8-Benzylaminoxanthine scaffold variations for selective ligands acting on adenosine A2A receptors. Design, synthesis and biological evaluation

A library of 34 novel compounds based on a xanthine scaffold was explored in biological studies for interaction with adenosine receptors (ARs). Structural modifications of the xanthine core were introduced in the 8-position (benzylamino and benzyloxy substitution) as well as at N1, N3, and N7 (small alkyl residues), thereby improving affinity and selectivity for the A_2A AR. The compounds were characterized by radioligand binding assays, and our study resulted in the development of the potent A_2A AR ligands including 8-((6-chloro-2-fluoro-3-methoxybenzyl)amino)-1-ethyl-3,7-dimethyl-3,7-dihydro-1H-purine-2,6-dione (12d; K_i human A_2AAR: 68.5 nM) and 8-((2-chlorobenzyl)amino)-1-ethyl-3,7-dimethyl-3,7-dihydro-1H-purine-2,6-dione (12h; K_i human A_2AAR: 71.1 nM). Moreover, dual A₁/A_2AAR ligands were identified in the group of 1,3-diethyl-7-methylxanthine derivatives. Compound 14b displayed K_i values of 52.2 nM for the A₁AR and 167 nM for the A_2AAR. Selected A_2AAR ligands were further evaluated as inactive for inhibition of Monoamine Oxidase A, B and isoforms of phosphodiesterase-4B1, -10A, which represent classical targets for xanthine derivatives. Therefore, the developed 8-benzylaminoxanthine scaffold seems to be highly selective for AR activity and relevant for potent and selective A_2A ligands.
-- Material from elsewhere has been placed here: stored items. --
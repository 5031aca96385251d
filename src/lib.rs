//! # Smelter - Blob Explode and Bulk Load Toolkit
//!
//! Turns tabular exports carrying a semi-structured blob column (JSON,
//! literal-dict text, or garbage) into flat files with one column per
//! observed key, and bulk-loads those files into PostgreSQL.
//!
//! ## Modules
//!
//! - **normalize**: Collapse whitespace noise in raw blobs
//! - **parse**: Decode blobs with ordered, pluggable strategies
//! - **flatten**: Union of keys in first-seen order, one fragment per row
//! - **merge**: Reattach flattened columns to the remaining row fields
//! - **load**: Transactional `COPY ... FROM STDIN` into a target table
//!
//! ## Quick Start
//!
//! ```rust
//! use smelter::{explode, ExplodeConfig};
//!
//! # fn main() -> anyhow::Result<()> {
//! let input = "name,address\nNorth,\"{'city': 'Reno', 'zip': '89501'}\"\n";
//! let mut output = Vec::new();
//!
//! let report = explode(input.as_bytes(), &mut output, &ExplodeConfig::default())?;
//!
//! assert_eq!(report.schema, vec!["city", "zip"]);
//! assert_eq!(String::from_utf8(output)?, "name,city,zip\nNorth,Reno,89501\n");
//! # Ok(())
//! # }
//! ```

pub mod config;
pub mod error;
pub mod flatten;
pub mod load;
pub mod logging;
pub mod merge;
pub mod normalize;
pub mod parse;
pub mod pipeline;
pub mod reader;
pub mod types;
pub mod writer;

// Re-export commonly used types for convenience
pub use config::DatabaseSettings;
pub use error::{Result, SmelterError};
pub use flatten::{ColumnFlattener, ColumnSchema, Flattened};
pub use load::{BulkLoader, ColumnMapping, CopySink, DryRunSink, LoadReport, PgCopySink};
pub use merge::TableMerger;
pub use normalize::normalize_blob;
pub use parse::{DecodeError, DecodeStrategy, ParseOutcome, StructureParser};
pub use pipeline::{explode, explode_table, ExplodeReport};
pub use types::{Cell, ExplodeConfig, FlatTable, ParseFailure, Row, Structure, Table};

#[cfg(test)]
mod tests {
    use super::*;

    #[test]
    fn test_basic_explode() {
        let input = "\
id,address
1,\"{\"\"a\"\": 1, \"\"b\"\": 2}\"
2,\"{'b': 3, 'c': 4}\"
3,\"{'a': 5}\"
";
        let mut output = Vec::new();
        let report = explode(input.as_bytes(), &mut output, &ExplodeConfig::default()).unwrap();

        assert_eq!(report.schema, vec!["a", "b", "c"]);
        assert_eq!(
            String::from_utf8(output).unwrap(),
            "id,a,b,c\n1,1,2,\n2,,3,4\n3,5,,\n"
        );
    }
}
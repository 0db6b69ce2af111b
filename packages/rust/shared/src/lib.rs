//! Shared types, error model, and configuration for vc-scout.
//!
//! This crate is the foundation depended on by all other vc-scout crates.
//! It provides:
//! - [`ScoutError`] — the unified error type
//! - Domain types ([`NormalizedUrl`], [`RawPage`], [`EnrichmentResult`], [`SignalRecord`])
//! - Configuration ([`AppConfig`], [`EnrichmentConfig`], config loading)

pub mod config;
pub mod error;
pub mod types;

// Re-export public API at crate root for ergonomic imports.
pub use config::{
    AppConfig, DEFAULT_USER_AGENT, EnrichmentConfig, FetchConfig, ServerConfig, config_dir,
    config_file_path, init_config, load_config, load_config_from,
};
pub use error::{Result, ScoutError};
pub use types::{
    EnrichmentResult, NormalizedUrl, RawPage, SignalRecord, SignalType, Source, SourceType,
    coerce_scheme,
};
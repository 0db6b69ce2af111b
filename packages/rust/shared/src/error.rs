//! Error types for vc-scout.
//!
//! Library crates use [`ScoutError`] via `thiserror`.
//! The CLI wraps this with `color-eyre`; the HTTP layer maps each variant
//! to a status code and a JSON error body.

use std::path::PathBuf;

/// Top-level error type for all enrichment operations.
#[derive(Debug, thiserror::Error)]
pub enum ScoutError {
    /// Missing or malformed caller input.
    #[error("validation error: {message}")]
    Validation { message: String },

    /// Upstream site unreachable or answered with a non-2xx status.
    ///
    /// `status` is `None` for transport failures (DNS, refused, timeout).
    #[error("fetch error: {message}")]
    Fetch {
        status: Option<u16>,
        message: String,
    },

    /// Anything unexpected while parsing or assembling a result.
    #[error("internal error: {0}")]
    Internal(String),

    /// Configuration loading or validation error.
    #[error("config error: {message}")]
    Config { message: String },

    /// Filesystem I/O error.
    #[error("I/O error at {path:?}: {source}")]
    Io {
        path: PathBuf,
        source: std::io::Error,
    },
}

/// Convenience alias used throughout the codebase.
pub type Result<T> = std::result::Result<T, ScoutError>;

impl ScoutError {
    /// Create a validation error from any displayable message.
    pub fn validation(msg: impl Into<String>) -> Self {
        Self::Validation {
            message: msg.into(),
        }
    }

    /// Upstream answered, but not with a 2xx.
    pub fn fetch_status(status: u16, msg: impl Into<String>) -> Self {
        Self::Fetch {
            status: Some(status),
            message: msg.into(),
        }
    }

    /// The request never produced a response.
    pub fn transport(msg: impl Into<String>) -> Self {
        Self::Fetch {
            status: None,
            message: msg.into(),
        }
    }

    /// Create a config error from any displayable message.
    pub fn config(msg: impl Into<String>) -> Self {
        Self::Config {
            message: msg.into(),
        }
    }

    /// Wrap a `std::io::Error` with a path for context.
    pub fn io(path: impl Into<PathBuf>, source: std::io::Error) -> Self {
        Self::Io {
            path: path.into(),
            source,
        }
    }

    /// Upstream status code carried by a fetch failure, if any.
    pub fn upstream_status(&self) -> Option<u16> {
        match self {
            Self::Fetch { status, .. } => *status,
            _ => None,
        }
    }
}

#[cfg(test)]
mod tests {
    use super::*;

    #[test]
    fn error_display_formatting() {
        let err = ScoutError::validation("url must be a non-empty string");
        assert_eq!(
            err.to_string(),
            "validation error: url must be a non-empty string"
        );

        let err = ScoutError::fetch_status(404, "https://example.com: HTTP 404");
        assert!(err.to_string().contains("HTTP 404"));
    }

    #[test]
    fn upstream_status_only_for_status_failures() {
        assert_eq!(ScoutError::fetch_status(503, "down").upstream_status(), Some(503));
        assert_eq!(ScoutError::transport("dns").upstream_status(), None);
        assert_eq!(ScoutError::Internal("boom".into()).upstream_status(), None);
    }
}
//! Heuristic sentence segmentation.

use std::sync::LazyLock;

use regex::Regex;

/// Split plain text into trimmed, non-empty sentences in document order.
///
/// A boundary is whitespace that follows `.`, `!` or `?`; the terminator
/// stays attached to its sentence. Abbreviations and decimals followed by a
/// space are split too.
pub fn split_sentences(text: &str) -> Vec<String> {
    // Terminator plus the whitespace run after it. The `regex` crate has no
    // lookbehind, so the cut lands one byte past the match start instead.
    static BOUNDARY_RE: LazyLock<Regex> =
        LazyLock::new(|| Regex::new(r"[.!?]\s+").expect("valid regex"));

    let mut sentences = Vec::new();
    let mut start = 0;

    for boundary in BOUNDARY_RE.find_iter(text) {
        // Terminators are ASCII, so +1 stays on a char boundary.
        push_trimmed(&mut sentences, &text[start..boundary.start() + 1]);
        start = boundary.end();
    }
    push_trimmed(&mut sentences, &text[start..]);

    sentences
}

fn push_trimmed(out: &mut Vec<String>, segment: &str) {
    let trimmed = segment.trim();
    if !trimmed.is_empty() {
        out.push(trimmed.to_string());
    }
}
Compound 12d with high selectivity for ARs, especially for the A_2AAR subtype, evaluated in animal models of inflammation has shown anti-inflammatory activity. Investigated compounds were found to display high selectivity and may therefore be of high interest for further development as drugs for treating Cancer or neurodegenerative diseases.